4. Students that have demonstrated mastery of the content/standard in other ways ‘miss’ or otherwise ‘perform/respond poorly’ to the question

5. The question seems to ‘halt’ or radically slow the learning/inquiry process

6. Successfully ‘answering’ the question doesn’t yield much more than having ‘gotten the question right.’

7. The wording of the question is confusing or unnecessarily complex (see #1)

8. The question doesn’t agitate students intellectually or move them emotionally

The Characteristics Of A Good Question

1. The question achieves a clear purpose (whether Evaluative or Rhetorical)

2. The question illuminates the nuance of existing knowledge (as opposed to limits itself to whether or not a student can ‘answer it’ or not), revealing either the genius of the content or the genius of the student

3. The question encourages understanding and transfer, not ‘success and performance’; it leads to extended and/or deeper thinking

4. The question lends itself well to its own refinement and improvement, or better questions altogether

5. The question (more often) comes from the student, not the teacher

6. The question causes positive emotion (again not all questions that do are good and that don’t are bad–these are just general principles) and/or useful connections (inter-personal connections between students, inter-content questions between bits of content, etc.)

7. The question requires students to synthesize multiple perspectives or interpret and unify multiple sources of information to create a quality response

8. The question can be answered in multiple ways

Good Questions In The Classroom

To summarize, if you’ve clarified the purpose of the question (e.g., Evaluative vs Rhetorical), all that’s left for you to do is to improve its quality.

But what makes a question ‘good’ in the ‘real world’ is a bit different than in school because of the roles assumed in most traditional classrooms. In the real world, good questions tend to be thought of as such because of their effect (e.g., if the person answering can’t do so, or it frames old information/circumstance in a new light, we might say ‘That’s a good question.)

In the classroom, students are typically burdened with proving what they know, so questions that imply that they ‘get it’ and don’t (identifying knowledge gaps and yielding ‘useful data’) are considered ‘good.’

To really create a climate of critical thinking in your classroom though, there has to be a shift from teachers and what they want to see to the student and what they want to ask. Questions are often considered more important than answers not in celebration of esotericism, but because they reveal so much. What students ask—when they do, in fact, ask—can be illuminating.

If, during the study of the Civil War, a student asks when a battle occurred, we can sense that they are trying to make sense of a detail. If they ask why soldiers fought a certain way, they are trying to make sense of strategy.

If a student doesn’t ask anything at all–well, this could ‘reveal’ a lot of things.
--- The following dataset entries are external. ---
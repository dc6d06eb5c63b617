//! Creative geometry and SVG composition.
//!
//! The SVG is only an intermediate; it is rasterized before upload.
//!
//! Composition is a pure function of the layout, the two embedded images and
//! the text, so identical inputs always produce identical bytes.

use postrelay_shared::CreativeFormat;

const BACKGROUND: &str = "#ffffff";
const FRAME_COLOR: &str = "#d90429";
const PANEL_COLOR: &str = "#0d1b2a";
const TEXT_COLOR: &str = "#ffffff";
const FONT_FAMILY: &str = "Anton, Impact, 'Arial Narrow', sans-serif";

/// Axis-aligned box in canvas pixels.
#[derive(Debug, Clone, Copy, PartialEq, Eq)]
pub struct Rect {
    pub x: u32,
    pub y: u32,
    pub width: u32,
    pub height: u32,
}

impl Rect {
    const fn new(x: u32, y: u32, width: u32, height: u32) -> Self {
        Self {
            x,
            y,
            width,
            height,
        }
    }
}

/// Fixed geometry of one creative shape.
#[derive(Debug, Clone, PartialEq, Eq)]
pub struct CreativeLayout {
    pub width: u32,
    pub height: u32,
    /// Where the article photo is scaled into (cropped to fill).
    pub photo: Rect,
    /// Rounded accent frame behind the text panel.
    pub frame: Rect,
    pub frame_radius: u32,
    /// Dark panel carrying logo, title and footer.
    pub panel: Rect,
    /// Square logo box, horizontally centered.
    pub logo_size: u32,
    pub logo_y: u32,
    /// Vertical center of the title block.
    pub title_center_y: u32,
    pub font_size: u32,
    pub line_height: u32,
    /// Maximum characters per title line.
    pub wrap_width: usize,
    pub uppercase: bool,
    pub footer_y: u32,
    pub footer_size: u32,
}

impl CreativeLayout {
    pub fn for_format(format: CreativeFormat) -> Self {
        match format {
            CreativeFormat::Square => Self {
                width: 1080,
                height: 1080,
                photo: Rect::new(50, 50, 980, 551),
                frame: Rect::new(40, 610, 1000, 430),
                frame_radius: 40,
                panel: Rect::new(50, 620, 980, 410),
                logo_size: 220,
                logo_y: 620,
                title_center_y: 800,
                font_size: 50,
                line_height: 60,
                wrap_width: 32,
                uppercase: true,
                footer_y: 990,
                footer_size: 30,
            },
            CreativeFormat::Tall => Self {
                width: 1080,
                height: 1920,
                photo: Rect::new(50, 50, 980, 1100),
                frame: Rect::new(40, 1170, 1000, 710),
                frame_radius: 40,
                panel: Rect::new(50, 1180, 980, 690),
                logo_size: 260,
                logo_y: 1190,
                title_center_y: 1580,
                font_size: 64,
                line_height: 76,
                wrap_width: 24,
                uppercase: false,
                footer_y: 1830,
                footer_size: 34,
            },
        }
    }

    /// Apply this layout's casing and wrapping to a title.
    pub fn title_lines(&self, title: &str) -> Vec<String> {
        let title = if self.uppercase {
            title.to_uppercase()
        } else {
            title.to_string()
        };
        wrap_text(&title, self.wrap_width)
    }
}

/// Greedy word wrap to at most `width` characters per line. Words longer
/// than `width` are split.
pub fn wrap_text(text: &str, width: usize) -> Vec<String> {
    let width = width.max(1);
    let mut lines = Vec::new();
    let mut current = String::new();
    let mut current_len = 0;

    for word in text.split_whitespace() {
        let chars: Vec<char> = word.chars().collect();
        let mut rest: &[char] = &chars;

        while !rest.is_empty() {
            let needed = if current_len == 0 {
                rest.len()
            } else {
                current_len + 1 + rest.len()
            };

            if needed <= width {
                if current_len > 0 {
                    current.push(' ');
                    current_len += 1;
                }
                current.extend(rest.iter());
                current_len += rest.len();
                rest = &[];
            } else if current_len > 0 {
                lines.push(std::mem::take(&mut current));
                current_len = 0;
            } else {
                let (head, tail) = rest.split_at(width);
                lines.push(head.iter().collect());
                rest = tail;
            }
        }
    }

    if current_len > 0 {
        lines.push(current);
    }
    lines
}

/// Escape text for use in SVG character data and attribute values.
pub fn escape_xml(text: &str) -> String {
    let mut out = String::with_capacity(text.len());
    for c in text.chars() {
        match c {
            '&' => out.push_str("&amp;"),
            '<' => out.push_str("&lt;"),
            '>' => out.push_str("&gt;"),
            '"' => out.push_str("&quot;"),
            '\'' => out.push_str("&apos;"),
            c => out.push(c),
        }
    }
    out
}

/// Compose the creative. `photo_uri` and `logo_uri` are data URIs.
pub fn compose_svg(
    layout: &CreativeLayout,
    photo_uri: &str,
    logo_uri: &str,
    title: &str,
    footer: &str,
) -> String {
    let CreativeLayout {
        width: w,
        height: h,
        photo,
        frame,
        panel,
        ..
    } = layout;
    let center_x = w / 2;
    let logo_x = center_x.saturating_sub(layout.logo_size / 2);

    let lines = layout.title_lines(title);
    let block_height = layout.line_height * lines.len().saturating_sub(1) as u32;
    let first_y = layout.title_center_y.saturating_sub(block_height / 2);

    let mut svg = String::with_capacity(photo_uri.len() + logo_uri.len() + 2048);
    svg.push_str(&format!(
        r#"<svg xmlns="http://www.w3.org/2000/svg" xmlns:xlink="http://www.w3.org/1999/xlink" width="{w}" height="{h}" viewBox="0 0 {w} {h}">"#
    ));
    svg.push_str(&format!(
        r#"<rect width="{w}" height="{h}" fill="{BACKGROUND}"/>"#
    ));
    svg.push_str(&format!(
        r#"<image x="{}" y="{}" width="{}" height="{}" preserveAspectRatio="xMidYMid slice" xlink:href="{photo_uri}"/>"#,
        photo.x, photo.y, photo.width, photo.height
    ));
    svg.push_str(&format!(
        r#"<rect x="{}" y="{}" width="{}" height="{}" rx="{r}" ry="{r}" fill="{FRAME_COLOR}"/>"#,
        frame.x,
        frame.y,
        frame.width,
        frame.height,
        r = layout.frame_radius
    ));
    svg.push_str(&format!(
        r#"<rect x="{}" y="{}" width="{}" height="{}" fill="{PANEL_COLOR}"/>"#,
        panel.x, panel.y, panel.width, panel.height
    ));
    svg.push_str(&format!(
        r#"<image x="{logo_x}" y="{}" width="{s}" height="{s}" preserveAspectRatio="xMidYMid meet" xlink:href="{logo_uri}"/>"#,
        layout.logo_y,
        s = layout.logo_size
    ));

    svg.push_str(&format!(
        r#"<text x="{center_x}" y="{first_y}" font-family="{FONT_FAMILY}" font-size="{}" fill="{TEXT_COLOR}" text-anchor="middle" dominant-baseline="middle">"#,
        layout.font_size
    ));
    for (i, line) in lines.iter().enumerate() {
        let dy = if i == 0 { 0 } else { layout.line_height };
        svg.push_str(&format!(
            r#"<tspan x="{center_x}" dy="{dy}">{}</tspan>"#,
            escape_xml(line)
        ));
    }
    svg.push_str("</text>");

    if !footer.is_empty() {
        svg.push_str(&format!(
            r#"<text x="{center_x}" y="{}" font-family="{FONT_FAMILY}" font-size="{}" fill="{TEXT_COLOR}" text-anchor="middle" dominant-baseline="middle">{}</text>"#,
            layout.footer_y,
            layout.footer_size,
            escape_xml(footer)
        ));
    }

    svg.push_str("</svg>");
    svg
}

#[cfg(test)]
mod tests {
    use super::*;

    #[test]
    fn wrap_respects_width() {
        let lines = wrap_text("Prefeitura anuncia obras na orla de Caraguatatuba nesta semana", 32);
        assert!(lines.iter().all(|l| l.chars().count() <= 32));
        assert_eq!(lines.join(" "), "Prefeitura anuncia obras na orla de Caraguatatuba nesta semana");
        assert_eq!(lines[0], "Prefeitura anuncia obras na orla");
    }

    #[test]
    fn wrap_splits_overlong_words() {
        assert_eq!(wrap_text("abcdefghij", 4), vec!["abcd", "efgh", "ij"]);
        assert_eq!(wrap_text("ab abcdefgh", 4), vec!["ab", "abcd", "efgh"]);
    }

    #[test]
    fn wrap_of_blank_title_is_empty() {
        assert!(wrap_text("   ", 32).is_empty());
    }

    #[test]
    fn square_layout_upper_cases_title() {
        let layout = CreativeLayout::for_format(CreativeFormat::Square);
        assert_eq!(layout.title_lines("ação na praia"), vec!["AÇÃO NA PRAIA"]);

        let tall = CreativeLayout::for_format(CreativeFormat::Tall);
        assert_eq!(tall.title_lines("ação na praia"), vec!["ação na praia"]);
        assert_eq!(tall.height, 1920);
    }

    #[test]
    fn escape_handles_markup_characters() {
        assert_eq!(escape_xml(r#"A & B <"c">"#), "A &amp; B &lt;&quot;c&quot;&gt;");
    }

    #[test]
    fn svg_contains_every_element() {
        let layout = CreativeLayout::for_format(CreativeFormat::Square);
        let svg = compose_svg(
            &layout,
            "data:image/jpeg;base64,AAAA",
            "data:image/png;base64,BBBB",
            "Tom & Jerry",
            "@HANDLE",
        );

        assert!(svg.starts_with("<svg "));
        assert!(svg.ends_with("</svg>"));
        assert!(svg.contains(r#"width="1080" height="1080""#));
        assert!(svg.contains("data:image/jpeg;base64,AAAA"));
        assert!(svg.contains("data:image/png;base64,BBBB"));
        assert!(svg.contains("TOM &amp; JERRY"));
        assert!(svg.contains("@HANDLE"));
        assert!(svg.contains(FRAME_COLOR));
    }

    #[test]
    fn title_block_is_vertically_centered() {
        let layout = CreativeLayout::for_format(CreativeFormat::Square);
        // three lines at 60px spacing start one line above the center
        let title = "one two three four five six seven eight nine ten eleven twelve thirteen";
        assert_eq!(layout.title_lines(title).len(), 3);
        let svg = compose_svg(&layout, "a", "b", title, "");
        assert!(svg.contains(r#"<text x="540" y="740""#));
    }
}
It could be a lack of background knowledge or confidence or engagement, or that there really is no room or need for them to ask–or just that they’re assuming a passive learning role at the moment.
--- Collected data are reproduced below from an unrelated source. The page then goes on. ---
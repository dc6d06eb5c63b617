//! In-memory recency window.

use std::collections::{HashSet, VecDeque};
use std::sync::Mutex;

use async_trait::async_trait;

use crate::DedupStore;

/// Remembers the last `capacity` admitted ids. Lost on restart.
#[derive(Debug)]
pub struct RecentWindow {
    capacity: usize,
    inner: Mutex<WindowState>,
}

#[derive(Debug, Default)]
struct WindowState {
    order: VecDeque<String>,
    seen: HashSet<String>,
}

impl RecentWindow {
    /// Create a window holding at most `capacity` ids (minimum 1).
    pub fn new(capacity: usize) -> Self {
        Self {
            capacity: capacity.max(1),
            inner: Mutex::new(WindowState::default()),
        }
    }

    /// Number of ids currently remembered.
    pub fn len(&self) -> usize {
        self.lock().order.len()
    }

    pub fn is_empty(&self) -> bool {
        self.len() == 0
    }

    fn lock(&self) -> std::sync::MutexGuard<'_, WindowState> {
        // poisoned state is still a valid window
        self.inner.lock().unwrap_or_else(|e| e.into_inner())
    }
}

#[async_trait]
impl DedupStore for RecentWindow {
    async fn admit(&self, article_id: &str) -> bool {
        let mut state = self.lock();
        if state.seen.contains(article_id) {
            return false;
        }

        state.order.push_back(article_id.to_string());
        state.seen.insert(article_id.to_string());

        while state.order.len() > self.capacity {
            if let Some(evicted) = state.order.pop_front() {
                state.seen.remove(&evicted);
            }
        }
        true
    }

    fn name(&self) -> &'static str {
        "memory"
    }
}
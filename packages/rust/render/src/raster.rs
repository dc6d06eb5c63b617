//! Source image decoding and SVG rasterization.
//!
//! Everything here is CPU-bound and runs on the blocking pool.

use std::io::Cursor;
use std::sync::Arc;

use base64::Engine;
use base64::engine::general_purpose::STANDARD;
use image::codecs::jpeg::JpegEncoder;
use image::{ExtendedColorType, ImageFormat};
use postrelay_shared::RenderError;
use resvg::tiny_skia::{Pixmap, Transform};
use resvg::usvg::{self, fontdb};

/// JPEG quality of the emitted creative.
pub const JPEG_QUALITY: u8 = 95;

/// Mime type of an image body, when the bytes are a known image format.
pub fn image_mime(bytes: &[u8]) -> Option<&'static str> {
    infer::get(bytes)
        .filter(|kind| kind.matcher_type() == infer::MatcherType::Image)
        .map(|kind| kind.mime_type())
}

/// Decode a downloaded image and re-encode it as a PNG `data:` URI that the
/// rasterizer can always read.
pub fn embed_as_data_uri(url: &str, bytes: &[u8]) -> Result<String, RenderError> {
    let decoded = image::load_from_memory(bytes)
        .map_err(|e| RenderError::Encode(format!("cannot decode {url}: {e}")))?;

    let mut png = Vec::new();
    decoded
        .write_to(&mut Cursor::new(&mut png), ImageFormat::Png)
        .map_err(|e| RenderError::Encode(format!("cannot re-encode {url}: {e}")))?;

    Ok(format!("data:image/png;base64,{}", STANDARD.encode(&png)))
}

/// Load the fonts available for title and footer text.
pub fn system_fonts() -> Arc<fontdb::Database> {
    let mut db = fontdb::Database::new();
    db.load_system_fonts();
    Arc::new(db)
}

/// Rasterize `svg` onto a `width`×`height` canvas and encode it as JPEG.
pub fn rasterize_jpeg(
    svg: &str,
    width: u32,
    height: u32,
    fonts: Arc<fontdb::Database>,
) -> Result<Vec<u8>, RenderError> {
    let options = usvg::Options {
        fontdb: fonts,
        ..usvg::Options::default()
    };
    let tree = usvg::Tree::from_str(svg, &options)
        .map_err(|e| RenderError::Encode(format!("invalid creative SVG: {e}")))?;

    let mut pixmap = Pixmap::new(width, height)
        .ok_or_else(|| RenderError::Encode(format!("cannot allocate {width}x{height} canvas")))?;
    resvg::render(&tree, Transform::default(), &mut pixmap.as_mut());

    // the background rect is opaque, so premultiplied RGBA equals straight RGB
    let rgb: Vec<u8> = pixmap
        .data()
        .chunks_exact(4)
        .flat_map(|px| [px[0], px[1], px[2]])
        .collect();

    let mut jpeg = Vec::new();
    JpegEncoder::new_with_quality(&mut jpeg, JPEG_QUALITY)
        .encode(&rgb, width, height, ExtendedColorType::Rgb8)
        .map_err(|e| RenderError::Encode(format!("JPEG encoding failed: {e}")))?;

    Ok(jpeg)
}

#[cfg(test)]
mod tests {
    use super::*;
    use image::{Rgb, RgbImage};

    fn encoded(format: ImageFormat) -> Vec<u8> {
        let img = RgbImage::from_pixel(8, 8, Rgb([200, 10, 10]));
        let mut out = Vec::new();
        img.write_to(&mut Cursor::new(&mut out), format).unwrap();
        out
    }

    #[test]
    fn detects_formats_by_content() {
        assert_eq!(image_mime(&encoded(ImageFormat::Png)), Some("image/png"));
        assert_eq!(image_mime(&encoded(ImageFormat::Jpeg)), Some("image/jpeg"));
        assert_eq!(image_mime(&encoded(ImageFormat::Bmp)), Some("image/bmp"));
        assert_eq!(image_mime(b"<html>login</html>"), None);
        assert_eq!(image_mime(b"%PDF-1.7"), None);
    }

    #[test]
    fn embedded_images_are_png() {
        let uri = embed_as_data_uri("https://x/a.bmp", &encoded(ImageFormat::Bmp)).unwrap();
        assert!(uri.starts_with("data:image/png;base64,"));
    }

    #[test]
    fn truncated_image_is_encode_error() {
        let err = embed_as_data_uri("https://x/a.jpg", &[0xFF, 0xD8, 0xFF, 0xE0, 0, 0x10])
            .unwrap_err();
        assert!(matches!(err, RenderError::Encode(msg) if msg.contains("https://x/a.jpg")));
    }

    #[test]
    fn rasterizes_to_jpeg_of_canvas_size() {
        let svg = r##"<svg xmlns="http://www.w3.org/2000/svg" width="40" height="20" viewBox="0 0 40 20"><rect width="40" height="20" fill="#0000ff"/></svg>"##;
        let jpeg = rasterize_jpeg(svg, 40, 20, Arc::new(fontdb::Database::new())).unwrap();

        let decoded = image::load_from_memory_with_format(&jpeg, ImageFormat::Jpeg)
            .unwrap()
            .to_rgb8();
        assert_eq!(decoded.dimensions(), (40, 20));
        let px = decoded.get_pixel(20, 10);
        assert!(px[2] > 200 && px[0] < 40, "expected blue, got {px:?}");
    }

    #[test]
    fn invalid_svg_is_encode_error() {
        let err = rasterize_jpeg("not svg", 10, 10, Arc::new(fontdb::Database::new()))
            .unwrap_err();
        assert!(matches!(err, RenderError::Encode(_)));
    }
}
If they ask why the war was fought, they’re making sense of very complex macro concepts, including cause and effect.

If they ask ‘why they have to know this,’ they’re unclear on the utility of the content.
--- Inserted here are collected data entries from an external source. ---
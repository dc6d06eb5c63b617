//! CLI command definitions, routing, and tracing setup.

use std::net::SocketAddr;
use std::path::{Path, PathBuf};
use std::sync::Arc;

use clap::{Parser, Subcommand};
use color_eyre::eyre::{Result, eyre};
use indicatif::{ProgressBar, ProgressStyle};
use postrelay_core::{Pipeline, PipelineError, ProgressReporter, RunReport, Stage, router};
use postrelay_shared::{
    AppConfig, ArticleRef, PipelineResult, PublishOutcome, Settings, TargetState, init_config,
    load_config, load_config_from,
};
use tracing::info;

// ---------------------------------------------------------------------------
// CLI structure
// ---------------------------------------------------------------------------

/// postrelay: publish new CMS articles to social media.
#[derive(Parser)]
#[command(
    name = "postrelay",
    version,
    about = "Turn CMS publish webhooks into branded social media posts.",
    long_about = None,
)]
pub(crate) struct Cli {
    /// Config file (defaults to ~/.postrelay/postrelay.toml).
    #[arg(long, global = true)]
    pub config: Option<PathBuf>,

    /// Log format: text (default) or json.
    #[arg(long, default_value = "text", global = true)]
    pub log_format: LogFormat,

    /// Verbosity level (-v, -vv, -vvv).
    #[arg(short, long, action = clap::ArgAction::Count, global = true)]
    pub verbose: u8,

    #[command(subcommand)]
    pub command: Command,
}

/// Log output format.
#[derive(Clone, Debug, clap::ValueEnum)]
pub(crate) enum LogFormat {
    Text,
    Json,
}

/// Top-level CLI subcommands.
#[derive(Subcommand)]
pub(crate) enum Command {
    /// Serve the webhook receiver and liveness route.
    Serve {
        /// Listen port (overrides [server].port).
        #[arg(long, env = "PORT")]
        port: Option<u16>,
    },

    /// Run the pipeline once for an article, from the terminal.
    Run {
        /// CMS post id.
        post_id: String,
    },

    /// Configuration management.
    Config {
        /// Config subcommand.
        #[command(subcommand)]
        action: ConfigAction,
    },
}

/// Config subcommands.
#[derive(Subcommand)]
pub(crate) enum ConfigAction {
    /// Initialize config file with defaults.
    Init,
    /// Show resolved configuration (secrets are never printed).
    Show,
}

// ---------------------------------------------------------------------------
// Tracing setup
// ---------------------------------------------------------------------------

/// Initialize tracing based on CLI flags.
pub(crate) fn init_tracing(cli: &Cli) {
    use tracing_subscriber::{EnvFilter, fmt};

    let filter = match cli.verbose {
        0 => "postrelay=info",
        1 => "postrelay=debug",
        _ => "postrelay=trace",
    };

    let env_filter = EnvFilter::try_from_default_env()
        .unwrap_or_else(|_| EnvFilter::new(filter));

    match cli.log_format {
        LogFormat::Text => {
            fmt()
                .with_env_filter(env_filter)
                .with_target(false)
                .init();
        }
        LogFormat::Json => {
            fmt()
                .json()
                .with_env_filter(env_filter)
                .init();
        }
    }
}

// ---------------------------------------------------------------------------
// Command dispatch
// ---------------------------------------------------------------------------

/// Run the CLI command.
pub(crate) async fn run(cli: Cli) -> Result<()> {
    let config_path = cli.config.as_deref();
    match cli.command {
        Command::Serve { port } => cmd_serve(config_path, port).await,
        Command::Run { post_id } => cmd_run(config_path, &post_id).await,
        Command::Config { action } => match action {
            ConfigAction::Init => cmd_config_init().await,
            ConfigAction::Show => cmd_config_show(config_path).await,
        },
    }
}

fn load(path: Option<&Path>) -> Result<AppConfig> {
    Ok(match path {
        Some(p) => load_config_from(p)?,
        None => load_config()?,
    })
}

// ---------------------------------------------------------------------------
// Command handlers
// ---------------------------------------------------------------------------

async fn cmd_serve(config_path: Option<&Path>, port: Option<u16>) -> Result<()> {
    let settings = Settings::resolve(&load(config_path)?)?;
    let port = port.unwrap_or(settings.server.port);

    let pipeline = Arc::new(Pipeline::from_settings(&settings).await?);
    let app = router(pipeline, &settings.server.webhook_path);

    let addr = SocketAddr::from(([0, 0, 0, 0], port));
    let listener = tokio::net::TcpListener::bind(addr)
        .await
        .map_err(|e| eyre!("cannot bind {addr}: {e}"))?;

    info!(
        %addr,
        webhook_path = %settings.server.webhook_path,
        targets = settings.targets.len(),
        "listening"
    );

    axum::serve(listener, app)
        .with_graceful_shutdown(shutdown_signal())
        .await?;

    info!("server stopped");
    Ok(())
}

async fn shutdown_signal() {
    if let Err(e) = tokio::signal::ctrl_c().await {
        tracing::warn!(error = %e, "failed to listen for ctrl-c");
        std::future::pending::<()>().await;
    }
}

async fn cmd_run(config_path: Option<&Path>, post_id: &str) -> Result<()> {
    let id = post_id
        .trim()
        .parse::<u64>()
        .ok()
        .filter(|id| *id > 0)
        .ok_or_else(|| eyre!("invalid post id '{post_id}': expected a positive integer"))?;
    let article = ArticleRef::new(id.to_string());

    let settings = Settings::resolve(&load(config_path)?)?;
    let pipeline = Pipeline::from_settings(&settings).await?;

    info!(post_id = %article, "running pipeline");
    let reporter = CliProgress::new();
    let result = pipeline.run(&article, &reporter).await;
    reporter.finish();

    match result {
        Ok(RunReport::Duplicate) => {
            println!("Post {article} was already published recently; nothing to do.");
            Ok(())
        }
        Ok(RunReport::Completed(result)) => {
            print_summary(&result);
            Ok(())
        }
        Err(PipelineError::FanoutTotalFailure(result)) => {
            print_summary(&result);
            Err(eyre!("no target published post {article}"))
        }
        Err(e) => Err(eyre!("[{}] {e}", e.stage())),
    }
}

fn print_summary(result: &PipelineResult) {
    println!();
    println!("  Post:     {}", result.post_id);
    println!("  Media:    {}", result.media_url);
    println!("  Caption:  {:?}", result.caption_origin);
    println!("  Targets:");
    for outcome in &result.outcomes {
        println!("    {}", outcome_line(outcome));
    }
    println!();
}

fn outcome_line(outcome: &PublishOutcome) -> String {
    let mark = match outcome.state {
        TargetState::Published => "ok  ",
        TargetState::Skipped => "skip",
        _ => "FAIL",
    };
    let tail = outcome
        .post_id
        .as_deref()
        .or(outcome.detail.as_deref())
        .unwrap_or("");
    format!("{mark} {:<28} {tail}", outcome.target.to_string())
}

// ---------------------------------------------------------------------------
// CLI progress reporter
// ---------------------------------------------------------------------------

/// CLI progress reporter using an indicatif spinner.
struct CliProgress {
    spinner: ProgressBar,
}

impl CliProgress {
    fn new() -> Self {
        let spinner = ProgressBar::new_spinner();
        let style = ProgressStyle::with_template("{spinner:.cyan} {msg}")
            .unwrap_or_else(|_| ProgressStyle::default_spinner())
            .tick_strings(&["⠋", "⠙", "⠹", "⠸", "⠼", "⠴", "⠦", "⠧", "⠇", "⠏"]);
        spinner.set_style(style);
        spinner.enable_steady_tick(std::time::Duration::from_millis(80));
        Self { spinner }
    }

    fn finish(&self) {
        self.spinner.finish_and_clear();
    }
}

impl ProgressReporter for CliProgress {
    fn stage(&self, stage: Stage) {
        self.spinner.set_message(stage.label());
    }

    fn target_finished(&self, outcome: &PublishOutcome) {
        self.spinner.println(format!("  {}", outcome_line(outcome)));
    }
}

// ---------------------------------------------------------------------------
// Config
// ---------------------------------------------------------------------------

async fn cmd_config_init() -> Result<()> {
    let path = init_config()?;
    println!("Config initialized at: {}", path.display());
    Ok(())
}

async fn cmd_config_show(config_path: Option<&Path>) -> Result<()> {
    let config = load(config_path)?;
    let toml_str = toml::to_string_pretty(&config)?;
    println!("{toml_str}");

    // Report which secrets resolve, never their values.
    let set = |name: &str| {
        if std::env::var(name).is_ok_and(|v| !v.trim().is_empty()) {
            "set"
        } else {
            "unset"
        }
    };
    println!("# environment");
    println!("# {} = {}", config.cms.password_env, set(&config.cms.password_env));
    println!(
        "# {} = {}",
        config.social.access_token_env,
        set(&config.social.access_token_env)
    );
    println!("# {} = {}", config.caption.token_env, set(&config.caption.token_env));
    for target in &config.targets {
        if let Some(env) = &target.account_id_env {
            println!("# {env} = {} ({})", set(env), target.platform);
        }
    }

    match Settings::resolve(&config) {
        Ok(settings) => {
            let ready = settings
                .targets
                .iter()
                .filter(|t| t.account_id.is_some())
                .count();
            println!("# {ready}/{} targets have an account id", settings.targets.len());
        }
        Err(e) => println!("# not usable yet: {e}"),
    }
    Ok(())
}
If they ask ‘Is this going to be on the test?’, they’re concerned with academic performance more than the content itself, much less critical thinking and inquiry.

But another reason these questions are good is due to the source and purpose: a student clarifying their own confusion or following their curiosity. An answer is a kind of culmination or performance–an ending, while a question is a beginning that could lead anywhere.

Questions are the pulse of any critical thinking classroom. The source, frequency, and quality of questions (not answers) in your classroom are among the best sources of data available to any teacher of any grade level and content area.

Other Notes

There are some things good and bad question share in common, including:

forms (e.g., multiple-choice, open-ended, true-false, etc.)

sources (e.g., students, teachers, curriculum developers, etc.)

frequency (e.g., by the minute, per class, daily, weekly, etc.)

…and finally, their most visible purpose and context, assessment.